___ Available data

//! 规则 Hook 模块
//!
//! - 从规则目录加载启用的规则包并展平为同级模块
//! - 按 Hook 类型分类为全局/作用域规则
//! - 并发执行谓词与解析器，按注册顺序只补缺合并结果
//! - 面向代理引擎提供四个 Hook 入口

mod builtin;
mod dispatcher;
mod escape;
mod loader;
mod merge;
mod registry;
mod runtime;
mod selector;
mod types;

pub use builtin::{EXAMPLE_RULE, PAGE_TITLE, PAGE_TITLE_KEY};
pub use dispatcher::{DispatchOptions, RuleDispatcher};
pub use escape::{escape_header_value, escape_set_cookie};
pub use loader::{
    MANIFEST_FILE, RuleCatalog, RuleLoader, RuleManifest, RuleModuleGraph, discover_rules,
    flatten_module,
};
pub use merge::{fill_missing, fill_missing_map};
pub use registry::{RegistryEntry, RegistrySummary, RuleRegistry};
pub use runtime::RuleHooks;
pub use selector::{HookSelector, MatchRule};
pub use types::{
    FnPredicate, FnResolver, HeaderMap, HeaderValue, HookBinding, HookDecision, HookErrorPolicy,
    HookKind, PartialResult, RequestDetail, ResponseDetail, RuleContext, RuleModule,
    RulePredicate, RuleResolver, predicate_fn, resolver_fn,
};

______

**The problem**
If a line of the listing above holds the string "merge", copy it.

**Your solution**
mod merge;
pub use merge::{fill_missing, fill_missing_map};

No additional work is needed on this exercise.